I just finished reading Amitav Ghosh's book, The Hungry Tide. That was painful. It was ok. He basically lost me completely on page 282 when he wrote:
"'Marxism and poetry?' Piya said drily raising her eyebrows. 'It seems like an odd combination.'
'It was, ' Kanai agreed. 'But those contradictions were typical of his generation....'"
How can one DRILY make that comment? Only an idiot would make that comment. Not someone who is a zoologist researching dolphins in the Sundarbans with some suave know it all who is trying to seduce her while she is falling for the local fisherman who she cannot communicate with unless it is through their mutual love of the water and the creatures within except for the one paradox that tears them oceans apart....he sees the creatures as food, she as a heritage to preserve.
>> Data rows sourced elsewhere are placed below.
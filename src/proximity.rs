use std::sync::Arc;

use crate::error::Result;
use crate::geo_math::{GeoPoint, validate_distance};
use crate::hazard::{HazardCategory, HazardFilter, HazardRecord, NearbyHazard};
use crate::index::HazardSource;

pub const DEFAULT_SEARCH_RADIUS_METERS: f64 = 1000.0;

/// Read-only queries over a [`HazardSource`]: hazards near a point and
/// hazards of one category.
#[derive(Clone)]
pub struct ProximityQueryService {
    source: Arc<dyn HazardSource>,
    default_radius_meters: f64,
}

impl ProximityQueryService {
    pub fn new(source: Arc<dyn HazardSource>) -> Self {
        Self {
            source,
            default_radius_meters: DEFAULT_SEARCH_RADIUS_METERS,
        }
    }

    pub fn with_default_radius(mut self, radius_meters: f64) -> Result<Self> {
        self.default_radius_meters = validate_distance("default radius", radius_meters)?;
        Ok(self)
    }

    pub fn default_radius(&self) -> f64 {
        self.default_radius_meters
    }

    /// Active hazards within `radius_meters` (default radius when `None`),
    /// closest first.
    pub fn find_within_radius(
        &self,
        center: &GeoPoint,
        radius_meters: Option<f64>,
        filter: &HazardFilter,
    ) -> Result<Vec<NearbyHazard>> {
        let radius = validate_distance(
            "radius",
            radius_meters.unwrap_or(self.default_radius_meters),
        )?;
        self.source.find_within_radius(center, radius, filter)
    }

    /// Same as [`find_within_radius`](Self::find_within_radius) from raw
    /// coordinates.
    pub fn nearby(
        &self,
        latitude: f64,
        longitude: f64,
        radius_meters: Option<f64>,
        filter: &HazardFilter,
    ) -> Result<Vec<NearbyHazard>> {
        let center = GeoPoint::new(latitude, longitude)?;
        self.find_within_radius(&center, radius_meters, filter)
    }

    pub fn by_category(&self, category: HazardCategory) -> Vec<HazardRecord> {
        self.source.find_by_category(category)
    }
}

#[cfg(test)]
mod tests {
    use super::*;
    use crate::error::HazardError;
    use crate::hazard::{NewHazard, ReporterId};
    use crate::index::HazardIndex;

    fn service_with(points: &[(HazardCategory, f64, f64)]) -> ProximityQueryService {
        let index = Arc::new(HazardIndex::new());
        for &(category, latitude, longitude) in points {
            index
                .insert(NewHazard {
                    reporter_id: ReporterId::from("walker-1"),
                    category,
                    description: None,
                    latitude,
                    longitude,
                    image_ref: None,
                })
                .unwrap();
        }
        ProximityQueryService::new(index)
    }

    #[test]
    fn test_default_radius_is_one_kilometer() {
        let service = service_with(&[
            (HazardCategory::Leash, 37.5080, 127.0),  // ~890 m
            (HazardCategory::Leash, 37.5100, 127.0),  // ~1112 m
        ]);
        let hits = service
            .nearby(37.5, 127.0, None, &HazardFilter::default())
            .unwrap();
        assert_eq!(hits.len(), 1);
        assert_eq!(service.default_radius(), DEFAULT_SEARCH_RADIUS_METERS);
    }

    #[test]
    fn test_scenario_radius_includes_then_excludes() {
        let service = service_with(&[(HazardCategory::AggressiveDog, 37.5000, 127.0000)]);

        let wide = service
            .nearby(37.5005, 127.0000, Some(1000.0), &HazardFilter::default())
            .unwrap();
        assert_eq!(wide.len(), 1);
        assert!((wide[0].distance_meters - 55.5).abs() < 1.0);

        let narrow = service
            .nearby(37.5005, 127.0000, Some(10.0), &HazardFilter::default())
            .unwrap();
        assert!(narrow.is_empty());
    }

    #[test]
    fn test_larger_radius_is_superset() {
        let service = service_with(&[
            (HazardCategory::Wildlife, 37.501, 127.001),
            (HazardCategory::Wildlife, 37.504, 126.998),
            (HazardCategory::LowLight, 37.510, 127.010),
            (HazardCategory::BikeCar, 37.530, 127.030),
        ]);
        let center = GeoPoint::new(37.5, 127.0).unwrap();
        for r in [100.0, 400.0, 1500.0, 5000.0] {
            let big = service
                .find_within_radius(&center, Some(r), &HazardFilter::default())
                .unwrap();
            let small = service
                .find_within_radius(&center, Some(r / 2.0), &HazardFilter::default())
                .unwrap();
            for hit in &small {
                assert!(big.iter().any(|h| h.hazard.id() == hit.hazard.id()));
            }
        }
    }

    #[test]
    fn test_rejects_non_positive_radius_and_bad_center() {
        let service = service_with(&[]);
        for radius in [0.0, -10.0, f64::NAN] {
            assert!(matches!(
                service.nearby(37.5, 127.0, Some(radius), &HazardFilter::default()),
                Err(HazardError::Validation(_))
            ));
        }
        assert!(matches!(
            service.nearby(-100.0, 127.0, None, &HazardFilter::default()),
            Err(HazardError::Validation(_))
        ));
        assert!(service.clone().with_default_radius(0.0).is_err());
    }

    #[test]
    fn test_reported_since_filter() {
        let index = Arc::new(HazardIndex::new());
        let report = |category| {
            index
                .insert(NewHazard {
                    reporter_id: ReporterId::from("walker-1"),
                    category,
                    description: None,
                    latitude: 37.5,
                    longitude: 127.0,
                    image_ref: None,
                })
                .unwrap()
        };
        let old = report(HazardCategory::Leash);
        std::thread::sleep(std::time::Duration::from_millis(5));
        let fresh = report(HazardCategory::Leash);
        let service = ProximityQueryService::new(index.clone());

        let recent = service
            .nearby(37.5, 127.0, None, &HazardFilter::default().since(fresh.created_at()))
            .unwrap();
        assert_eq!(recent.len(), 1);
        assert_eq!(recent[0].hazard.id(), fresh.id());

        let all = service
            .nearby(37.5, 127.0, None, &HazardFilter::default().since(old.created_at()))
            .unwrap();
        assert_eq!(all.len(), 2);

        let later = fresh.created_at() + chrono::Duration::hours(1);
        let none = service
            .nearby(37.5, 127.0, None, &HazardFilter::default().since(later))
            .unwrap();
        assert!(none.is_empty());
    }

    #[test]
    fn test_by_category() {
        let service = service_with(&[
            (HazardCategory::PoopLeft, 37.5, 127.0),
            (HazardCategory::PoopLeft, 35.1, 129.0),
            (HazardCategory::Muzzle, 37.5, 127.0),
        ]);
        assert_eq!(service.by_category(HazardCategory::PoopLeft).len(), 2);
        assert!(service.by_category(HazardCategory::Wildlife).is_empty());
    }
}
Spoiler alert. Don't read the above if you don't want to know what happens in the book. Don't read this line either: Her fisherman lover but not consummated love dies in a cyclone where is just him and Piya and we already knew that since his dead mother told him in a dream two nights ago. He died saving her...sort of. They were knotted to a tree in his wife's sari. At least they didn't get eaten by a tiger which with the amount the damn tigers were mentioned, I would have thought that is how they would have met their end, but I think the tiger was a poor metaphor for some forest demon who makes an entry somewhere in the middle in some folk tale and I guess the tigers are supposed to just be the metaphors for bad news approaching...you lock eyes with them and you have just locked eyes with death!
The whole thing was pretentious. I just suffered through the book. Learned some interesting facts but perhaps Amitav should have stuck to being the anthropologist he is.